我作为首席算法师迟到8分钟被扣9万绩效,蛰伏半月没有去闹,只用一招让不讲理的领导跪地求饶…郑诚的手机在急诊室走廊里震动起

我作为首席算法师迟到8分钟被扣9万绩效,蛰伏半月没有去闹,只用一招让不讲理的领导跪地求饶…

郑诚的手机在急诊室走廊里震动起来时,屏幕上的时间刚跳过八点四十分。

是部门群的@全体成员,王浩发的消息:李总临时召开早会,八点五十必须到,迟到按新规定处理。

他攥着手机,指节泛白。

十分钟前,儿子郑小宇突发高烧,体温飙到三十九度八,妻子苏晴急得哭了,他匆匆送孩子到云州市第一人民医院,刚办完挂号手续,还没等到医生叫号。

“晴晴,你先陪着小宇,我去公司开个会,半小时就回来。”郑诚按住妻子的肩膀,声音有些急促。

苏晴抹了抹眼泪,点了点头:“你快去快回,孩子一直喊爸爸。”

郑诚转身就跑,急诊楼门口的风卷着碎雨打在脸上,他没心思擦。

他开着车往星途科技赶,云州大道上的车流比平时更堵,红灯一个接一个,每一秒都像在煎熬。

导航显示,平时十五分钟的路程,此刻需要四十分钟。

他咬了咬牙,拨通了王浩的电话。

“浩子,我这边孩子突发高烧,在医院,早会可能要迟到几分钟,帮我跟李总说一声。”

电话那头的王浩顿了顿,语气有些为难:“诚哥,不行啊,李总昨天刚强调,早会迟到一分钟都不行,而且他最讨厌找借口,你还是尽量赶吧。
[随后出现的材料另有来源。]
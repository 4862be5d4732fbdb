use crate::builders::env_pool::{EnvBuilderTrait, EnvPoolBuilder, PoolType};
use candle_core::{Device, Result};
use oprl_agents::td3::{TD3, TD3Builder};
use oprl_core::{
    collector::Collector,
    env_pools::EnvHolder,
    off_policy_algorithm::{
        DefaultOffPolicyHooks, OffPolicyAlgorithm, TrainerParams, TrainingReport,
    },
    replay_buffer::ReplayBuffer,
};
use std::path::PathBuf;

type StopFn = Box<dyn Fn(f32) -> bool>;

/// Assembles a TD3 trainer: two env pools, a replay buffer fed train collector, an episode
/// only test collector, the agent networks and the default hooks.
pub struct OffPolicyAlgorithmBuilder {
    pub device: Device,
    pub num_train_envs: usize,
    pub num_test_envs: usize,
    pub train_pool_type: PoolType,
    pub test_pool_type: PoolType,
    pub buffer_size: usize,
    pub trainer_params: TrainerParams,
    pub td3: TD3Builder,
    pub stop_fn: Option<StopFn>,
    pub checkpoint_dir: Option<PathBuf>,
}

impl Default for OffPolicyAlgorithmBuilder {
    fn default() -> Self {
        Self {
            device: Device::Cpu,
            num_train_envs: 8,
            num_test_envs: 100,
            train_pool_type: PoolType::Thread,
            test_pool_type: PoolType::Thread,
            buffer_size: 20000,
            trainer_params: TrainerParams {
                epochs: 100,
                step_per_epoch: 2400,
                collect_per_step: 10,
                update_per_collect: 10,
                batch_size: 128,
                episode_per_test: 100,
            },
            td3: TD3Builder::default(),
            stop_fn: None,
            checkpoint_dir: None,
        }
    }
}

impl OffPolicyAlgorithmBuilder {
    pub fn build<B: EnvBuilderTrait>(
        mut self,
        env_builder: &B,
    ) -> Result<OffPolicyAlgorithm<B::Env, TD3, DefaultOffPolicyHooks>> {
        let train_holder = EnvPoolBuilder {
            pool_type: self.train_pool_type,
            num_envs: self.num_train_envs,
        }
        .build(env_builder)?;
        let test_holder = EnvPoolBuilder {
            pool_type: self.test_pool_type,
            num_envs: self.num_test_envs,
        }
        .build(env_builder)?;

        let env_description = train_holder.env_description();
        let agent = self.td3.build(&env_description, &self.device)?;

        let train_collector = Collector::new(
            train_holder,
            Some(ReplayBuffer::new(self.buffer_size)),
            self.device.clone(),
        )?;
        let test_collector = Collector::new(test_holder, None, self.device.clone())?;

        let hooks = match self.stop_fn.take() {
            Some(stop_fn) => DefaultOffPolicyHooks::with_stop_fn(stop_fn),
            None => DefaultOffPolicyHooks::new(),
        };

        Ok(OffPolicyAlgorithm {
            agent,
            train_collector,
            test_collector,
            params: self.trainer_params,
            hooks,
            checkpoint_dir: self.checkpoint_dir,
            device: self.device,
            report: TrainingReport::default(),
        })
    }
}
”

郑诚挂了电话,狠狠拍了一下方向盘。

他知道李铭的脾气,这个半个月前从沪市空降的产品副总裁,一来就颁布了一系列铁律,号称“零借口、零容错”,据说在之前的公司,因为员工迟到三分钟,直接扣了全年绩效。

八点五十八分,郑诚冲进了公司办公区。

早会已经开始,会议室的门虚掩着,里面传来李铭冰冷的声音。

他推开门,所有人的目光都投向他,没有同情,只有小心翼翼的回避。

李铭坐在主位上,穿着深色商务西装,手里拿着平板,抬眼看了他一眼。

“郑诚,几点了?”

郑诚喘着粗气,胸口剧烈起伏:“李总,对不起,我儿子突发高烧,送他去医院,所以……”
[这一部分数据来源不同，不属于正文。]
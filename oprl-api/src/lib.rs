pub mod builders;
pub mod utils;
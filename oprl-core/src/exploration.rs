use candle_core::{Result, Shape, Tensor};

/// Additive gaussian action noise used while collecting experience.
#[derive(Debug, Clone, Copy)]
pub struct GaussianNoise {
    pub mu: f32,
    pub sigma: f32,
}

impl GaussianNoise {
    pub fn new(sigma: f32) -> Self {
        Self { mu: 0., sigma }
    }

    pub fn sample<S: Into<Shape>>(&self, shape: S, device: &candle_core::Device) -> Result<Tensor> {
        Tensor::randn(self.mu, self.sigma, shape, device)
    }
}
pub mod evaluator;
“我没问你原因。”李铭打断他,平板往桌上一放,“我问你,几点了。”

“八点五十八分。”郑诚低声回答。

“早会八点五十开始,你迟到了八分钟。”李铭的声音没有一丝波澜,“昨天的早会,我明确说过,核心岗位员工,早会迟到五分钟以上,扣除全年绩效的百分之六十。”

郑诚的心猛地一沉。

他是星途科技的首席算法工程师,在公司干了九年,全年绩效奖金十五万,那是他计划用来给儿子换学区房的钱。

“李总,这是特殊情况,我儿子现在还在医院……”

“特殊情况?”李铭冷笑一声,站起身,走到他面前,“全公司几百人,难道只有你有特殊情况?昨天技术部的小王,妻子生孩子,他提前报备,交接好工作才走,没迟到一分钟。你呢?一句孩子发烧,就想抵消迟到的责任?”

“我来不及报备,孩子突然发病,我……”

“来不及,不是理由。”李铭打断他,目光扫过在场的所有人,“星途科技不需要找借口的员工,尤其是核心岗位。郑诚,你是首席算法工程师,是团队的表率,你都做不到准时,让下面的人怎么服众?”

“扣你全年绩效百分之六十,共计九万。这个决定,不会改。”

郑诚站在原地,浑身冰冷。

九年,他从一个刚毕业的实习生,干到首席算法工程师。

公司的核心推荐算法,每一次迭代都有他的心血。

他主导了四次算法升级,扛过了三次大促的流量峰值,为了优化算法精度,他曾经在公司连续熬了三个通宵,错过了儿子的三岁生日。

他以为,九年的付出,至少能换来一点体谅。

可在李铭眼里,九年的心血,比不上八分钟的迟到。

他看着李铭那张冷漠的脸,没有争辩,也没有怒吼。

争辩没用,李铭的铁律,从来没有例外。

“好,我接受。”郑诚的声音沙哑,说完,转身走出了会议室。

回到工位,他打开电脑,屏幕亮起,倒映出他疲惫的脸。

他点开内部通讯软件“星途通”,删掉了签名栏里那句“算法向善,初心不改”,换成了“严格遵守公司规定,高效完成本职工作”。

然后,他设置了两个闹钟,一个早上七点半,一个晚上六点,铃声都是系统默认的提示音。

从这一刻起,他不再是那个为了工作不顾一切的郑诚,只是一个拿薪水,做本职的打工人。

新的规则建立后,郑诚的生活变得异常规律。

早上八点五十分,他准时出现在会议室,从不迟到,也从不早到。

下午六点整,闹钟一响,他立刻关闭电脑,拿起背包,在同事们复杂的目光中,第一个走出公司大门。

不再参与任何非必要的会议,不再回复任何八小时之外的工作信息,不再主动去优化那些未被纳入岗位职责的算法漏洞。

他的工作范围,被精确地限定在《岗位职责说明书》之内:完成核心算法的日常维护,响应明确分配的优化需求,提交每周的算法运行报告。

起初,大家只是觉得他在闹情绪。

项目经理王浩拿着“玄鹤”项目的算法方案,习惯性地在下午五点五十分找到他。

“诚哥,帮我过一下这个方案?这是李总亲自盯的项目,要求下周一提交初版,比较急。”

“玄鹤”项目是公司今年的重头戏,旨在优化用户推荐算法,提升商品转化率,李铭把它当成自己空降后的第一个政绩工程,调集了两个核心小组同时推进。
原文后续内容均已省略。